I’ve never been an advocate of “selling widgets on the side,” to bolster a nonprofit’s income.  On the one hand, it detracts from the mission in a glaring way.  On the other, it steals valuable staff time from what we should be focusing on.

This is all too common, such as the Snowflake Animal Rescue website, which encourages not only online giving, but that you shop for Amazon and Food Lion via their site.  What do books, music and groceries have to do with animal rescue, though?

Even more conspicuous is the Ectodermal Dysplasia Society, where the ads for Amazon and buy.at are nearly more significant than the [Donate] button. Clicking the buy.at button then opens up into another entire world of retailers, waiting to take the constituents’ money and throw a small slice back at the charity.

A new study has come out, soon to be released in the Journal of Consumer Psychology, which shows that cause marketing actually leads to lower charitable donations.  This shouldn’t be surprising, actually.  First of all, when said actions or purchases are made, the consumer is led to believe that they have completed their philanthropic duty, which lessens further acts that they might have otherwise taken (of greater amounts).

In addition, many people donate to nonprofits out of a sense of giving to others, rather than receiving tangible goods in return.  The messaging changes from one of selflessness to more “selfish” giving, when there are always goods associated with donating.

I witnessed this phenomenon while tracking fundraising statistics at PBS years ago.  The average gift during phonathon hovered just below $100 – and then Suze Orman, financial whiz, came on the scene.  Stations everywhere were pitching her programs very successfully:  “And if you donate $___, you can get the Suze Orman DVD, or for $___, the CD, or for $___, the VHS …”

It was an undeniable correlation!  Almost in synch, as Suze Orman shows broadcast on PBS, the average gift skyrocketed above $100, systemwide.  Suze renewed with PBS for a few years . . . then she signed with QVC, to make real money.  When PBS stopped airing her specials, the average gift dropped below $100 once again.

It became all too clear that the mission of public broadcasting hadn’t been pitched nearly as much as Orman DVDs, CDs and tapes, and now that they were gone, it was a tougher sell, falling back on what hadn’t been spotlighted for some time.

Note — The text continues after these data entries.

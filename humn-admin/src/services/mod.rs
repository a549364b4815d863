//! Third-party collaborators and the pure logic around them
//!
//! Handlers only see the `Transcriber`, `Extractor` and `EmailSender`
//! traits. The HTTP clients in this module are the production
//! implementations; `Unavailable` stands in when a key is not configured.

pub mod extraction;
pub mod gemini;
pub mod referrals;
pub mod resend;
pub mod welcome;
pub mod whisper;

use crate::{Error, Result};
use async_trait::async_trait;
use humn_common::config::IntegrationsConfig;
use std::sync::Arc;
use std::time::Duration;
use tracing::warn;

pub use gemini::GeminiClient;
pub use resend::ResendClient;
pub use whisper::WhisperClient;

const USER_AGENT: &str = concat!("humn-admin/", env!("CARGO_PKG_VERSION"));
const HTTP_TIMEOUT: Duration = Duration::from_secs(60);

/// Uploaded audio
#[derive(Debug, Clone)]
pub struct AudioClip {
    pub file_name: String,
    pub content_type: Option<String>,
    pub bytes: Vec<u8>,
}

/// Speech-to-text
#[async_trait]
pub trait Transcriber: Send + Sync {
    /// Transcript text; may be empty when nothing was recognized
    async fn transcribe(&self, clip: AudioClip) -> Result<String>;
}

/// Language-model extraction over a transcript
#[async_trait]
pub trait Extractor: Send + Sync {
    /// Raw model reply, expected to contain a JSON object
    async fn extract(&self, transcript: &str) -> Result<String>;
}

/// An email ready to hand to a provider
#[derive(Debug, Clone, PartialEq, Eq)]
pub struct OutgoingEmail {
    pub from: String,
    pub to: String,
    pub cc: Option<String>,
    pub reply_to: Option<String>,
    pub subject: String,
    pub html: String,
}

#[async_trait]
pub trait EmailSender: Send + Sync {
    /// Send and return the provider's message id
    async fn send(&self, email: OutgoingEmail) -> Result<String>;
}

/// Placeholder for an integration without credentials
#[derive(Debug, Clone, Copy)]
pub struct Unavailable {
    pub service: &'static str,
}

#[async_trait]
impl Transcriber for Unavailable {
    async fn transcribe(&self, _clip: AudioClip) -> Result<String> {
        Err(Error::integration(self.service, "API key not configured"))
    }
}

#[async_trait]
impl Extractor for Unavailable {
    async fn extract(&self, _transcript: &str) -> Result<String> {
        Err(Error::integration(self.service, "API key not configured"))
    }
}

#[async_trait]
impl EmailSender for Unavailable {
    async fn send(&self, _email: OutgoingEmail) -> Result<String> {
        Err(Error::integration(self.service, "API key not configured"))
    }
}

/// The set of collaborators shared by handlers
#[derive(Clone)]
pub struct Services {
    pub transcriber: Arc<dyn Transcriber>,
    pub extractor: Arc<dyn Extractor>,
    pub mailer: Arc<dyn EmailSender>,
}

impl Services {
    /// Production clients for every configured key
    pub fn from_config(config: &IntegrationsConfig) -> Result<Self> {
        let http = reqwest::Client::builder()
            .user_agent(USER_AGENT)
            .timeout(HTTP_TIMEOUT)
            .build()?;

        let transcriber: Arc<dyn Transcriber> = match &config.openai_api_key {
            Some(key) => Arc::new(WhisperClient::new(http.clone(), key.clone())),
            None => {
                warn!("OPENAI_API_KEY not set; voice notes are disabled");
                Arc::new(Unavailable { service: "Whisper" })
            }
        };
        let extractor: Arc<dyn Extractor> = match &config.gemini_api_key {
            Some(key) => Arc::new(GeminiClient::new(http.clone(), key.clone())),
            None => {
                warn!("GOOGLE_GENERATIVE_AI_API_KEY not set; voice notes are disabled");
                Arc::new(Unavailable { service: "Gemini" })
            }
        };
        let mailer: Arc<dyn EmailSender> = match &config.resend_api_key {
            Some(key) => Arc::new(ResendClient::new(http, key.clone())),
            None => {
                warn!("RESEND_API_KEY not set; welcome emails are disabled");
                Arc::new(Unavailable { service: "Resend" })
            }
        };

        Ok(Self {
            transcriber,
            extractor,
            mailer,
        })
    }

    /// Every collaborator unavailable
    pub fn unavailable() -> Self {
        Self {
            transcriber: Arc::new(Unavailable { service: "Whisper" }),
            extractor: Arc::new(Unavailable { service: "Gemini" }),
            mailer: Arc::new(Unavailable { service: "Resend" }),
        }
    }
}

/// Turn a non-success provider response into an integration error
async fn check_status(service: &'static str, response: reqwest::Response) -> Result<reqwest::Response> {
    let status = response.status();
    if status.is_success() {
        return Ok(response);
    }
    let body = response.text().await.unwrap_or_default();
    Err(Error::integration(service, format!("HTTP {}: {}", status.as_u16(), body)))
}
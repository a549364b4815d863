//! Scheduled referral count refresh

use axum::{
    extract::{Query, State},
    http::StatusCode,
    response::{IntoResponse, Response},
    Json,
};
use chrono::{DateTime, Utc};
use serde::{Deserialize, Serialize};
use tracing::{error, info};

use crate::services::referrals::referral_counts;
use crate::store::CronLog;
use crate::{AppState, Result};

const UPDATE_REFERRALS: &str = "update-referrals";
const DEFAULT_LOG_LIMIT: u32 = 50;

#[derive(Debug, Serialize)]
#[serde(rename_all = "camelCase")]
pub struct CronResponse {
    pub success: bool,
    #[serde(skip_serializing_if = "Option::is_none")]
    pub message: Option<String>,
    #[serde(skip_serializing_if = "Option::is_none")]
    pub error: Option<String>,
    pub timestamp: DateTime<Utc>,
    #[serde(skip_serializing_if = "Option::is_none")]
    pub users_processed: Option<u64>,
}

/// GET /api/cron/update-referrals
///
/// Recounts referrals for every person. Each run is recorded in the cron
/// log whether it succeeds or not.
pub async fn update_referrals(State(state): State<AppState>) -> Response {
    info!("Starting referral count update");

    let outcome = refresh_referral_counts(&state).await;
    let timestamp = humn_common::time::now();

    let log = match &outcome {
        Ok(processed) => CronLog {
            operation: UPDATE_REFERRALS.to_string(),
            timestamp,
            success: true,
            users_processed: Some(*processed),
            error: None,
        },
        Err(e) => CronLog {
            operation: UPDATE_REFERRALS.to_string(),
            timestamp,
            success: false,
            users_processed: None,
            error: Some(e.to_string()),
        },
    };
    if let Err(e) = state.store.record_cron_run(log).await {
        error!("Failed to record cron run: {}", e);
    }

    match outcome {
        Ok(processed) => {
            info!("Referral counts updated for {} people", processed);
            Json(CronResponse {
                success: true,
                message: Some("Referral counts updated successfully".to_string()),
                error: None,
                timestamp,
                users_processed: Some(processed),
            })
            .into_response()
        }
        Err(e) => {
            error!("Referral count update failed: {}", e);
            (
                StatusCode::INTERNAL_SERVER_ERROR,
                Json(CronResponse {
                    success: false,
                    message: None,
                    error: Some("Failed to update referral counts".to_string()),
                    timestamp,
                    users_processed: None,
                }),
            )
                .into_response()
        }
    }
}

async fn refresh_referral_counts(state: &AppState) -> Result<u64> {
    let people = state.store.list_people().await?;
    let counts = referral_counts(&people);
    state.store.set_referral_counts(&counts).await?;
    Ok(people.len() as u64)
}

#[derive(Debug, Deserialize)]
pub struct CronLogQuery {
    limit: Option<u32>,
}

/// GET /api/admin/cron-logs?limit=<n>
pub async fn list_cron_logs(
    State(state): State<AppState>,
    Query(query): Query<CronLogQuery>,
) -> Result<Json<Vec<CronLog>>> {
    let limit = query.limit.unwrap_or(DEFAULT_LOG_LIMIT).clamp(1, 500);
    Ok(Json(state.store.recent_cron_runs(limit).await?))
}
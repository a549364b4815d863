//! Narration lookup over the catalog
//!
//! Calls-to-action are waypoints: they are never played, so every lookup
//! here skips them.

use crate::story::SectionCatalog;

/// Search direction
#[derive(Debug, Clone, Copy, PartialEq, Eq)]
pub enum Direction {
    Forward,
    Backward,
}

impl Direction {
    /// Direction of travel from `current` to `target`.
    ///
    /// Forward only when the target lies strictly after the current index.
    pub fn toward(target: usize, current: usize) -> Self {
        if target > current {
            Direction::Forward
        } else {
            Direction::Backward
        }
    }
}

/// Finds playable sections in a catalog
#[derive(Debug, Clone, Copy)]
pub struct SectionNavigator<'a> {
    catalog: &'a SectionCatalog,
}

impl<'a> SectionNavigator<'a> {
    pub fn new(catalog: &'a SectionCatalog) -> Self {
        Self { catalog }
    }

    /// First narration strictly after `index`; `None` at the end of the story
    pub fn next_narration_after(&self, index: usize) -> Option<usize> {
        (index.saturating_add(1)..self.catalog.len()).find(|&i| self.catalog.is_narration(i))
    }

    /// Nearest narration starting at `target` and walking in `direction`.
    ///
    /// A narration target resolves to itself. `None` when the walk runs off
    /// the catalog (or `target` is out of range).
    pub fn nearest_narration_to(&self, target: usize, direction: Direction) -> Option<usize> {
        if target >= self.catalog.len() {
            return None;
        }
        match direction {
            Direction::Forward => (target..self.catalog.len()).find(|&i| self.catalog.is_narration(i)),
            Direction::Backward => (0..=target).rev().find(|&i| self.catalog.is_narration(i)),
        }
    }

    /// Resolve an explicit jump from `current` to `target`.
    ///
    /// Calls-to-action resolve in the direction of travel; `None` means the
    /// jump is a no-op.
    pub fn resolve_seek(&self, target: usize, current: usize) -> Option<usize> {
        self.nearest_narration_to(target, Direction::toward(target, current))
    }

    /// Where the story starts (and restarts on replay)
    pub fn first_narration(&self) -> Option<usize> {
        self.nearest_narration_to(0, Direction::Forward)
    }
}
//! Error types for humn-story
//!
//! Media failures are absorbed by the playback engine
//! (see `playback::media::MediaError`) and never surface here.

use thiserror::Error;

/// Main error type for humn-story
#[derive(Error, Debug)]
pub enum Error {
    /// Story catalog failed validation
    #[error("Invalid catalog: {0}")]
    Catalog(String),

    /// Configuration loading errors
    #[error("Configuration error: {0}")]
    Config(#[from] humn_common::Error),

    /// Unrecognized rehearsal command
    #[error("Unknown command: {0}")]
    Command(String),

    /// Terminal I/O errors
    #[error("I/O error: {0}")]
    Io(#[from] std::io::Error),

    /// Other errors
    #[error("Internal error: {0}")]
    Internal(String),
}

/// Convenience Result type using humn-story Error
pub type Result<T> = std::result::Result<T, Error>;
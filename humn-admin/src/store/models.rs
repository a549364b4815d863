//! Stored document shapes
//!
//! People are schemaless documents: apart from `id` and `createdAt` every
//! field lives in `fields` and round-trips untouched. Notes and cron logs
//! have fixed shapes.

use chrono::{DateTime, Utc};
use serde::{Deserialize, Deserializer, Serialize};
use serde_json::{Map, Value};

/// Free-form document fields
pub type Fields = Map<String, Value>;

/// Fields the store owns; never taken from a patch
pub const RESERVED_FIELDS: [&str; 2] = ["id", "createdAt"];

/// A person in the CRM
#[derive(Debug, Clone, PartialEq, Serialize, Deserialize)]
#[serde(rename_all = "camelCase")]
pub struct Person {
    pub id: String,
    pub created_at: DateTime<Utc>,
    #[serde(flatten)]
    pub fields: Fields,
}

impl Person {
    pub fn field_str(&self, key: &str) -> Option<&str> {
        self.fields.get(key).and_then(Value::as_str)
    }

    /// Who referred this person, if anyone
    pub fn referrer_id(&self) -> Option<&str> {
        self.field_str("referrerId").filter(|id| !id.is_empty())
    }
}

/// Structured details pulled out of a voice-note transcript.
///
/// Every field is a string; missing or empty means "not mentioned".
#[derive(Debug, Clone, Default, PartialEq, Eq, Serialize, Deserialize)]
#[serde(rename_all = "camelCase", default)]
pub struct ExtractedData {
    #[serde(deserialize_with = "lenient_string")]
    pub occupation: String,
    #[serde(deserialize_with = "lenient_string")]
    pub location: String,
    #[serde(deserialize_with = "lenient_string")]
    pub meeting_details: String,
    #[serde(deserialize_with = "lenient_string")]
    pub birthday: String,
    #[serde(deserialize_with = "lenient_string")]
    pub other_info: String,
}

/// Accept `null` and non-string scalars from model output
fn lenient_string<'de, D>(deserializer: D) -> Result<String, D::Error>
where
    D: Deserializer<'de>,
{
    Ok(match Value::deserialize(deserializer)? {
        Value::String(s) => s,
        Value::Null => String::new(),
        other => other.to_string(),
    })
}

/// Note body as written by the admin or derived from a voice note
#[derive(Debug, Clone, Default, PartialEq, Serialize, Deserialize)]
#[serde(rename_all = "camelCase")]
pub struct NewNote {
    pub content: String,
    #[serde(default)]
    pub is_from_voice: bool,
    #[serde(default, skip_serializing_if = "Option::is_none")]
    pub transcript: Option<String>,
    #[serde(default, skip_serializing_if = "Option::is_none")]
    pub extracted_data: Option<ExtractedData>,
}

impl NewNote {
    pub fn text(content: impl Into<String>) -> Self {
        Self {
            content: content.into(),
            ..Self::default()
        }
    }

    pub fn from_voice(transcript: &str, extracted: ExtractedData) -> Self {
        Self {
            content: transcript.to_string(),
            is_from_voice: true,
            transcript: Some(transcript.to_string()),
            extracted_data: Some(extracted),
        }
    }
}

/// A stored note on a person
#[derive(Debug, Clone, PartialEq, Serialize, Deserialize)]
#[serde(rename_all = "camelCase")]
pub struct Note {
    pub id: String,
    pub person_id: String,
    pub created_at: DateTime<Utc>,
    #[serde(flatten)]
    pub body: NewNote,
}

/// Outcome of one scheduled job run
#[derive(Debug, Clone, PartialEq, Serialize, Deserialize)]
#[serde(rename_all = "camelCase")]
pub struct CronLog {
    pub operation: String,
    pub timestamp: DateTime<Utc>,
    pub success: bool,
    #[serde(skip_serializing_if = "Option::is_none")]
    pub users_processed: Option<u64>,
    #[serde(skip_serializing_if = "Option::is_none")]
    pub error: Option<String>,
}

Perhaps selling t-shirts, posters, mugs, hats, etc. with your mission, logo and so forth works well with your branding and interests your constituents, but if it doesn’t, why are you hawking and peddling someone else’s wares for a mere slice of the proceeds?

Even if it is part of your mission, however, take care that you continue incorporating that mission with every pitch.

I recall one state public broadcaster who presented a session at the PBS Development Conference, during the Suze Orman frenzy.  He explained that, although they could start their pitch at the higher (DVD) end, they always made a point to open pledge drives by asking people to join at the basic membership level, followed by, “. . . and if you can afford to support us at the $___ level, we’d like to send you this thank you gift of ____,” and so on, up the ask ladder.

He explained that, as a state licensee, it was important that, when they went to ask for state funding, they could demonstrate as wide a market penetration (support base) as possible throughout the state.  Therefore, it was more important that the station bring on more people as members first, regardless of their giving level.  Once people made the decision to donate, the station would work on cultivating them to contribute at increased levels over time.

The reverse is also possible, even if transactional sales are a significant part of your mission.  I achieved this years ago when managing my daughter’s troop’s Girl Scout cookie booth sales.

I taught the girls to assess the customer.  If s/he said, “No,” why did they think the customer didn’t want to purchase cookies?  Perhaps they scowled as they hurried past with their groceries.  In that case, move on to the next customer.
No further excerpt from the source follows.